WORK REQUIRED: Search the records for the string "title", then copy each line where it appears.

(Stored records)
=== Section Start ===
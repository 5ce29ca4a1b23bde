// Rolenav
// Copyright (C) 2025 Synerthink

// This program is free software: you can redistribute it and/or modify
// it under the terms of the GNU Affero General Public License as published by
// the Free Software Foundation, either version 3 of the License, or
// (at your option) any later version.

// This program is distributed in the hope that it will be useful,
// but WITHOUT ANY WARRANTY; without even the implied warranty of
// MERCHANTABILITY or FITNESS FOR A PARTICULAR PURPOSE.  See the
// GNU Affero General Public License for more details.

// You should have received a copy of the GNU Affero General Public License
// along with this program.  If not, see <http://www.gnu.org/licenses/>.

//! Request and response bodies of the permission API

use chrono::{DateTime, Utc};
use rolenav_core::{PermissionRecord, RenderNode};
use serde::{Deserialize, Serialize};

/// Body of `GET /permissions/{role}`
#[derive(Debug, Clone, PartialEq, Eq, Serialize, Deserialize)]
pub struct PermissionsResponse {
    #[serde(rename = "routesData")]
    pub routes_data: Vec<PermissionRecord>,
}

/// Body of `PUT /permissions`
#[derive(Debug, Clone, PartialEq, Eq, Serialize, Deserialize)]
pub struct UpsertGrantRequest {
    /// Capability title, informational
    #[serde(default, skip_serializing_if = "Option::is_none")]
    pub title: Option<String>,

    pub path: String,

    pub role: String,

    #[serde(default, alias = "groupName")]
    pub group_name: Option<String>,

    #[serde(rename = "isAllowed")]
    pub is_allowed: bool,
}

impl UpsertGrantRequest {
    pub fn into_record(self) -> PermissionRecord {
        PermissionRecord {
            role: self.role,
            path: self.path,
            group_name: self.group_name,
            is_allowed: self.is_allowed,
        }
    }
}

/// Body of `GET /navigation/{role}`
#[derive(Debug, Clone, PartialEq, Eq, Serialize, Deserialize)]
pub struct NavigationResponse {
    pub role: String,
    pub items: Vec<RenderNode>,
}

/// Body of `DELETE /permissions/{role}/{path}`
#[derive(Debug, Clone, PartialEq, Eq, Serialize, Deserialize)]
pub struct DeleteGrantResponse {
    pub deleted: bool,
}

/// Health check response
#[derive(Debug, Clone, Serialize, Deserialize)]
pub struct HealthResponse {
    /// Overall status
    pub status: String,
    /// Time of the check
    pub timestamp: DateTime<Utc>,
    /// Server version
    pub version: String,
    /// Version of the loaded catalog
    pub catalog_version: u32,
    /// Number of leaf capabilities in the catalog
    pub capabilities: usize,
    /// Whether the permission store answered
    pub store_reachable: bool,
}

#[cfg(test)]
mod tests {
    use super::*;

    #[test]
    fn test_upsert_request_shape() {
        let request: UpsertGrantRequest =
            serde_json::from_str(r#"{"title":"Departments","path":"/departments","role":"user","group_name":"Organization","isAllowed":true}"#).unwrap();

        assert_eq!(request.title.as_deref(), Some("Departments"));
        let record = request.into_record();
        assert_eq!(record, PermissionRecord::new("user", "/departments", true).with_group(Some("Organization".to_string())));
    }

    #[test]
    fn test_permissions_response_uses_routes_data() {
        let response = PermissionsResponse {
            routes_data: vec![PermissionRecord::new("user", "/home", true)],
        };
        let json = serde_json::to_value(&response).unwrap();

        assert_eq!(json["routesData"][0]["path"], "/home");
        assert_eq!(json["routesData"][0]["isAllowed"], true);
    }
}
=== Section End ===
ANSWER BOX:
    /// Capability title, informational
    pub title: Option<String>,
            serde_json::from_str(r#"{"title":"Departments","path":"/departments","role":"user","group_name":"Organization","isAllowed":true}"#).unwrap();
        assert_eq!(request.title.as_deref(), Some("Departments"));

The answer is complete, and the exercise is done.